Kabir Muhammad, Hayat Maqsood
Department of Computer Science, Abdul Wali Khan University, Mardan, KP, Pakistan.
Mol Genet Genomics. 2016 Feb;291(1):285-96. doi: 10.1007/s00438-015-1108-5. Epub 2015 Aug 30.
Meiotic recombination is vital for maintaining the sequence diversity in human genome.
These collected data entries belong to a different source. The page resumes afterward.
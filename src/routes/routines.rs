//! Routine CRUD for the calling user.
//!
//! `DELETE` only soft-deletes: the routine moves to the trash, disappears from
//! every other read, and can be restored until the cleanup job purges it.

use axum::{
    Extension, Json,
    extract::{State, rejection::JsonRejection},
    http::StatusCode,
};
use axum_valid::{Valid, ValidRejection};
use uuid::Uuid;

use super::{ApiError, ApiPath, get_services};
use crate::{
    AppState,
    middleware::Identity,
    models::{CreateRoutine, Routine, UpdateRoutine},
};

/// List the caller's active routines
#[cfg_attr(feature = "utoipa", utoipa::path(
    get,
    path = "/api/routines",
    tag = "routines",
    operation_id = "routine_list",
    responses(
        (status = 200, description = "Active routines, oldest first", body = Vec<Routine>),
        (status = 401, description = "No user identity", body = crate::routes::ErrorResponse),
    )
))]
#[tracing::instrument(name = "routines.list", skip_all)]
pub async fn list(
    State(state): State<AppState>,
    Extension(identity): Extension<Identity>,
) -> Result<Json<Vec<Routine>>, ApiError> {
    let services = get_services(&state)?;
    let routines = services.routines.list(&identity.user_id).await?;
    Ok(Json(routines))
}

/// Create a routine
#[cfg_attr(feature = "utoipa", utoipa::path(
    post,
    path = "/api/routines",
    tag = "routines",
    operation_id = "routine_create",
    request_body = CreateRoutine,
    responses(
        (status = 201, description = "Routine created", body = Routine),
        (status = 400, description = "Invalid input", body = crate::routes::ErrorResponse),
        (status = 401, description = "No user identity", body = crate::routes::ErrorResponse),
    )
))]
#[tracing::instrument(name = "routines.create", skip_all)]
pub async fn create(
    State(state): State<AppState>,
    Extension(identity): Extension<Identity>,
    body: Result<Valid<Json<CreateRoutine>>, ValidRejection<JsonRejection>>,
) -> Result<(StatusCode, Json<Routine>), ApiError> {
    let Valid(Json(input)) = body?;
    let services = get_services(&state)?;

    let routine = services.routines.create(&identity.user_id, input).await?;
    tracing::info!(routine_id = %routine.id, "Routine created");
    Ok((StatusCode::CREATED, Json(routine)))
}

/// List the caller's soft-deleted routines that have not been purged yet
#[cfg_attr(feature = "utoipa", utoipa::path(
    get,
    path = "/api/routines/trash",
    tag = "routines",
    operation_id = "routine_list_trash",
    responses(
        (status = 200, description = "Soft-deleted routines, most recent first", body = Vec<Routine>),
        (status = 401, description = "No user identity", body = crate::routes::ErrorResponse),
    )
))]
#[tracing::instrument(name = "routines.trash", skip_all)]
pub async fn list_trash(
    State(state): State<AppState>,
    Extension(identity): Extension<Identity>,
) -> Result<Json<Vec<Routine>>, ApiError> {
    let services = get_services(&state)?;
    let routines = services.routines.list_trash(&identity.user_id).await?;
    Ok(Json(routines))
}

/// Get an active routine
#[cfg_attr(feature = "utoipa", utoipa::path(
    get,
    path = "/api/routines/{id}",
    tag = "routines",
    operation_id = "routine_get",
    params(("id" = Uuid, Path, description = "Routine ID")),
    responses(
        (status = 200, description = "Routine found", body = Routine),
        (status = 404, description = "Routine not found or deleted", body = crate::routes::ErrorResponse),
    )
))]
#[tracing::instrument(name = "routines.get", skip(state, identity))]
pub async fn get(
    State(state): State<AppState>,
    Extension(identity): Extension<Identity>,
    ApiPath(id): ApiPath<Uuid>,
) -> Result<Json<Routine>, ApiError> {
    let services = get_services(&state)?;
    let routine = services
        .routines
        .get(id, &identity.user_id)
        .await?
        .ok_or_else(ApiError::routine_not_found)?;
    Ok(Json(routine))
}

/// Update an active routine
#[cfg_attr(feature = "utoipa", utoipa::path(
    patch,
    path = "/api/routines/{id}",
    tag = "routines",
    operation_id = "routine_update",
    params(("id" = Uuid, Path, description = "Routine ID")),
    request_body = UpdateRoutine,
    responses(
        (status = 200, description = "Routine updated", body = Routine),
        (status = 400, description = "Invalid input", body = crate::routes::ErrorResponse),
        (status = 404, description = "Routine not found or deleted", body = crate::routes::ErrorResponse),
    )
))]
#[tracing::instrument(name = "routines.update", skip(state, identity, body))]
pub async fn update(
    State(state): State<AppState>,
    Extension(identity): Extension<Identity>,
    ApiPath(id): ApiPath<Uuid>,
    body: Result<Valid<Json<UpdateRoutine>>, ValidRejection<JsonRejection>>,
) -> Result<Json<Routine>, ApiError> {
    let Valid(Json(input)) = body?;
    let services = get_services(&state)?;

    let routine = services
        .routines
        .update(id, &identity.user_id, input)
        .await
        .map_err(not_found_as_routine)?;
    Ok(Json(routine))
}

/// Soft-delete a routine
#[cfg_attr(feature = "utoipa", utoipa::path(
    delete,
    path = "/api/routines/{id}",
    tag = "routines",
    operation_id = "routine_delete",
    params(("id" = Uuid, Path, description = "Routine ID")),
    responses(
        (status = 204, description = "Routine moved to the trash"),
        (status = 404, description = "Routine not found or already deleted", body = crate::routes::ErrorResponse),
    )
))]
#[tracing::instrument(name = "routines.delete", skip(state, identity))]
pub async fn delete(
    State(state): State<AppState>,
    Extension(identity): Extension<Identity>,
    ApiPath(id): ApiPath<Uuid>,
) -> Result<StatusCode, ApiError> {
    let services = get_services(&state)?;
    services
        .routines
        .soft_delete(id, &identity.user_id)
        .await
        .map_err(not_found_as_routine)?;
    Ok(StatusCode::NO_CONTENT)
}

/// Restore a soft-deleted routine that has not been purged yet
#[cfg_attr(feature = "utoipa", utoipa::path(
    post,
    path = "/api/routines/{id}/restore",
    tag = "routines",
    operation_id = "routine_restore",
    params(("id" = Uuid, Path, description = "Routine ID")),
    responses(
        (status = 200, description = "Routine restored", body = Routine),
        (status = 404, description = "No such routine in the trash", body = crate::routes::ErrorResponse),
    )
))]
#[tracing::instrument(name = "routines.restore", skip(state, identity))]
pub async fn restore(
    State(state): State<AppState>,
    Extension(identity): Extension<Identity>,
    ApiPath(id): ApiPath<Uuid>,
) -> Result<Json<Routine>, ApiError> {
    let services = get_services(&state)?;
    let routine = services
        .routines
        .restore(id, &identity.user_id)
        .await
        .map_err(not_found_as_routine)?;
    Ok(Json(routine))
}

fn not_found_as_routine(err: crate::db::DbError) -> ApiError {
    match err {
        crate::db::DbError::NotFound => ApiError::routine_not_found(),
        other => other.into(),
    }
}
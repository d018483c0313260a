mod executions;
mod routines;

pub use executions::PostgresExecutionRepo;
pub use routines::PostgresRoutineRepo;
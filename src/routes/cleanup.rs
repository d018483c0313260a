//! `POST /api/cleanup`: purge routines soft-deleted more than 24 hours ago.
//!
//! Called by an external scheduler with `Authorization: Bearer <secret>`.
//! Sits outside the end-user identity middleware.

use axum::{
    Json,
    extract::State,
    http::{HeaderMap, StatusCode, header::AUTHORIZATION},
    response::{IntoResponse, Response},
};
use serde::{Deserialize, Serialize};

use super::ErrorResponse;
use crate::{
    AppState,
    db::DbError,
    observability::metrics,
    services::{CleanupError, cleanup::authorize},
};

#[derive(Debug, Serialize, Deserialize)]
#[cfg_attr(feature = "utoipa", derive(utoipa::ToSchema))]
pub struct CleanupResponse {
    pub success: bool,
    #[cfg_attr(
        feature = "utoipa",
        schema(example = "Purged 1 routine(s) deleted more than 24 hours ago")
    )]
    pub message: String,
    /// Number of routines permanently removed
    pub deleted: u64,
}

/// Extract the credential from an `Authorization: Bearer <token>` header.
///
/// The token is returned verbatim; surrounding whitespace is part of it.
pub(crate) fn bearer_token(headers: &HeaderMap) -> Option<&str> {
    headers
        .get(AUTHORIZATION)?
        .to_str()
        .ok()?
        .strip_prefix("Bearer ")
        .filter(|token| !token.is_empty())
}

/// Purge soft-deleted routines past the retention window
#[cfg_attr(feature = "utoipa", utoipa::path(
    post,
    path = "/api/cleanup",
    tag = "cleanup",
    operation_id = "cleanup_purge",
    security(("bearer" = [])),
    responses(
        (status = 200, description = "Purge completed", body = CleanupResponse),
        (status = 401, description = "Missing or wrong bearer secret", body = ErrorResponse),
        (status = 500, description = "Storage failure", body = ErrorResponse),
    )
))]
#[tracing::instrument(name = "cleanup.purge", skip_all)]
pub async fn cleanup(
    State(state): State<AppState>,
    headers: HeaderMap,
) -> Result<Json<CleanupResponse>, CleanupError> {
    let presented = bearer_token(&headers);

    let Some(services) = state.services.as_ref() else {
        // Authorization precedes any storage check.
        authorize(state.config.cleanup.secret(), presented)?;
        return Err(CleanupError::Storage(DbError::NotConfigured));
    };

    let report = services.purge.run(presented).await?;
    Ok(Json(CleanupResponse {
        success: true,
        message: report.message(),
        deleted: report.deleted,
    }))
}

impl IntoResponse for CleanupError {
    fn into_response(self) -> Response {
        let (status, code, message) = match &self {
            CleanupError::Unauthorized => (StatusCode::UNAUTHORIZED, "unauthorized", "Unauthorized"),
            CleanupError::Storage(err) => {
                tracing::error!(error = %err, "Cleanup failed");
                (
                    StatusCode::INTERNAL_SERVER_ERROR,
                    "cleanup_failed",
                    "Failed to clean up deleted routines",
                )
            }
        };

        metrics::record_api_error(code);

        (status, Json(ErrorResponse::new(message))).into_response()
    }
}
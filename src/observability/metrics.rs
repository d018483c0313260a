//! Prometheus metrics.
//!
//! Recording functions are always available; without the `prometheus`
//! feature they compile to nothing.

#[cfg(feature = "prometheus")]
use std::sync::OnceLock;

#[cfg(feature = "prometheus")]
use metrics::{counter, histogram};
#[cfg(feature = "prometheus")]
use metrics_exporter_prometheus::{PrometheusBuilder, PrometheusHandle};

use crate::config::MetricsConfig;

/// Global Prometheus handle for the metrics endpoint.
#[cfg(feature = "prometheus")]
static PROMETHEUS_HANDLE: OnceLock<PrometheusHandle> = OnceLock::new();

/// Latency buckets for `http_request_duration_seconds`.
#[cfg(feature = "prometheus")]
const LATENCY_BUCKETS_SECS: &[f64] = &[0.005, 0.01, 0.025, 0.05, 0.1, 0.25, 0.5, 1.0, 2.5, 5.0];

/// Initialize the metrics system with the given configuration.
#[cfg(feature = "prometheus")]
pub fn init_metrics(config: &MetricsConfig) -> Result<(), MetricsError> {
    if !config.enabled {
        return Ok(());
    }

    let handle = PrometheusBuilder::new()
        .set_buckets_for_metric(
            metrics_exporter_prometheus::Matcher::Suffix("_duration_seconds".to_string()),
            LATENCY_BUCKETS_SECS,
        )
        .map_err(|e| MetricsError::Setup(e.to_string()))?
        .install_recorder()
        .map_err(MetricsError::Install)?;

    PROMETHEUS_HANDLE
        .set(handle)
        .map_err(|_| MetricsError::Setup("Metrics already initialized".to_string()))?;

    Ok(())
}

/// Initialize the metrics system (no-op without prometheus feature).
#[cfg(not(feature = "prometheus"))]
pub fn init_metrics(config: &MetricsConfig) -> Result<(), MetricsError> {
    if config.enabled {
        tracing::warn!("Metrics enabled in config but the `prometheus` feature is not compiled in");
    }
    Ok(())
}

/// Get the Prometheus handle for rendering metrics.
#[cfg(feature = "prometheus")]
pub fn get_prometheus_handle() -> Option<&'static PrometheusHandle> {
    PROMETHEUS_HANDLE.get()
}

// ─────────────────────────────────────────────────────────────────────────────
// Metric Recording Functions
// ─────────────────────────────────────────────────────────────────────────────

/// Record an HTTP request. `path` is the matched route template, not the raw URI.
pub fn record_http_request(method: &str, path: &str, status: u16, duration_secs: f64) {
    #[cfg(feature = "prometheus")]
    {
        let status_class = format!("{}xx", status / 100);

        counter!(
            "http_requests_total",
            "method" => method.to_string(),
            "path" => path.to_string(),
            "status" => status.to_string(),
            "status_class" => status_class.clone()
        )
        .increment(1);

        histogram!(
            "http_request_duration_seconds",
            "method" => method.to_string(),
            "path" => path.to_string(),
            "status_class" => status_class
        )
        .record(duration_secs);
    }
    #[cfg(not(feature = "prometheus"))]
    {
        let _ = (method, path, status, duration_secs);
    }
}

/// Record rows permanently removed by the purge job.
pub fn record_retention_deletion(table: &str, count: u64) {
    #[cfg(feature = "prometheus")]
    {
        counter!(
            "retention_deletions_total",
            "table" => table.to_string()
        )
        .increment(count);
    }
    #[cfg(not(feature = "prometheus"))]
    {
        let _ = (table, count);
    }
}

/// Record an error response by its machine-readable code.
pub fn record_api_error(code: &str) {
    #[cfg(feature = "prometheus")]
    {
        counter!("api_errors_total", "code" => code.to_string()).increment(1);
    }
    #[cfg(not(feature = "prometheus"))]
    {
        let _ = code;
    }
}

#[derive(Debug, thiserror::Error)]
pub enum MetricsError {
    #[error("Failed to set up metrics: {0}")]
    Setup(String),

    #[cfg(feature = "prometheus")]
    #[error("Failed to install metrics recorder: {0}")]
    Install(#[from] metrics_exporter_prometheus::BuildError),
}
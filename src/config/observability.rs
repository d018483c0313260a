use serde::{Deserialize, Serialize};

/// Observability configuration.
#[derive(Debug, Clone, Default, Serialize, Deserialize)]
#[serde(deny_unknown_fields)]
pub struct ObservabilityConfig {
    /// Logging configuration.
    #[serde(default)]
    pub logging: LoggingConfig,

    /// Metrics configuration.
    #[serde(default)]
    pub metrics: MetricsConfig,
}

// ─────────────────────────────────────────────────────────────────────────────
// Logging
// ─────────────────────────────────────────────────────────────────────────────

/// Logging configuration.
#[derive(Debug, Clone, Serialize, Deserialize)]
#[serde(deny_unknown_fields)]
pub struct LoggingConfig {
    /// Log level.
    #[serde(default)]
    pub level: LogLevel,

    /// Log format.
    #[serde(default)]
    pub format: LogFormat,

    /// Include timestamps.
    #[serde(default = "default_true")]
    pub timestamps: bool,

    /// Include file/line information.
    #[serde(default)]
    pub file_line: bool,

    /// Filter directives (e.g., "tower_http=debug,sqlx=warn").
    #[serde(default)]
    pub filter: Option<String>,
}

impl Default for LoggingConfig {
    fn default() -> Self {
        Self {
            level: LogLevel::default(),
            format: LogFormat::default(),
            timestamps: true,
            file_line: false,
            filter: None,
        }
    }
}

#[derive(Debug, Clone, Copy, Default, Serialize, Deserialize, PartialEq, Eq)]
#[serde(rename_all = "snake_case")]
pub enum LogLevel {
    Trace,
    Debug,
    #[default]
    Info,
    Warn,
    Error,
}

impl LogLevel {
    pub fn as_str(&self) -> &'static str {
        match self {
            LogLevel::Trace => "trace",
            LogLevel::Debug => "debug",
            LogLevel::Info => "info",
            LogLevel::Warn => "warn",
            LogLevel::Error => "error",
        }
    }
}

#[derive(Debug, Clone, Copy, Default, Serialize, Deserialize, PartialEq, Eq)]
#[serde(rename_all = "snake_case")]
pub enum LogFormat {
    /// Human-readable multi-line format.
    Pretty,
    /// Compact single-line format.
    #[default]
    Compact,
    /// JSON format (for log aggregation).
    Json,
}

// ─────────────────────────────────────────────────────────────────────────────
// Metrics
// ─────────────────────────────────────────────────────────────────────────────

/// Metrics configuration.
#[derive(Debug, Clone, Serialize, Deserialize)]
#[serde(deny_unknown_fields)]
pub struct MetricsConfig {
    /// Enable the Prometheus exporter. Requires the `prometheus` feature.
    #[serde(default)]
    pub enabled: bool,

    /// Path the exposition endpoint is mounted at.
    #[serde(default = "default_metrics_path")]
    pub path: String,
}

impl Default for MetricsConfig {
    fn default() -> Self {
        Self {
            enabled: false,
            path: default_metrics_path(),
        }
    }
}

fn default_metrics_path() -> String {
    "/metrics".to_string()
}

fn default_true() -> bool {
    true
}

#[cfg(test)]
mod tests {
    use super::*;

    #[test]
    fn test_logging_defaults() {
        let config: LoggingConfig = toml::from_str("").unwrap();
        assert_eq!(config.level, LogLevel::Info);
        assert_eq!(config.format, LogFormat::Compact);
        assert!(config.timestamps);
        assert!(!config.file_line);
    }

    #[test]
    fn test_logging_json() {
        let config: LoggingConfig =
            toml::from_str("level = \"debug\"\nformat = \"json\"\n").unwrap();
        assert_eq!(config.level.as_str(), "debug");
        assert_eq!(config.format, LogFormat::Json);
    }
}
Meiosis and recombination are considered the essential phases of cell division. In meiosis, the genome is divided into equal parts for sexual reproduction whereas in recombination, the diverse genomes are combined to form new combination of genetic variations. Recombination process does not occur randomly across the genomes, it targets specific areas called recombination "hotspots" and "coldspots". Owing to huge exploration of polygenetic sequences in data banks, it is impossible to recognize the sequences through conventional methods. Looking at the significance of recombination spots, it is indispensable to develop an accurate, fast, robust, and high-throughput automated computational model. In this model, the numerical descriptors are extracted using two sequence representation schemes namely: dinucleotide composition and trinucleotide composition. The performances of seven classification algorithms were investigated. Finally, the predicted outcomes of individual classifiers are fused to form ensemble classification, which is formed through majority voting and genetic algorithm (GA). The performance of GA-based ensemble model is quite promising compared to individual classifiers and majority voting-based ensemble model. iRSpot-GAEnsC has achieved 84.46 % accuracy. The empirical results revealed that the performance of iRSpot-GAEnsC is not only higher than the examined algorithms but also better than existing methods in the literature developed so far. It is anticipated that the proposed model might be helpful for research community, academia and for drug discovery.
减数分裂重组对于维持人类基因组中的序列多样性至关重要。减数分裂和重组被认为是细胞分裂的重要阶段。在减数分裂中,基因组被等分为用于有性生殖的部分,而在重组中,不同的基因组被组合形成新的遗传变异组合。重组过程并非在基因组中随机发生,它针对特定区域,即所谓的重组“热点”和“冷点”。由于数据库中多基因序列的大量探索,通过传统方法识别这些序列是不可能的。鉴于重组位点的重要性,开发一种准确、快速、稳健且高通量的自动化计算模型是必不可少的。在该模型中,使用两种序列表示方案提取数值描述符,即:二核苷酸组成和三核苷酸组成。研究了七种分类算法的性能。最后,将各个分类器的预测结果融合形成集成分类,这是通过多数投票和遗传算法(GA)形成的。与单个分类器和基于多数投票的集成模型相比,基于GA的集成模型的性能非常有前景。iRSpot - GAEnsC的准确率达到了84.46%。实证结果表明,iRSpot - GAEnsC的性能不仅高于所研究的算法,而且优于迄今为止文献中已有的方法。预计所提出的模型可能对研究团体、学术界以及药物发现有所帮助。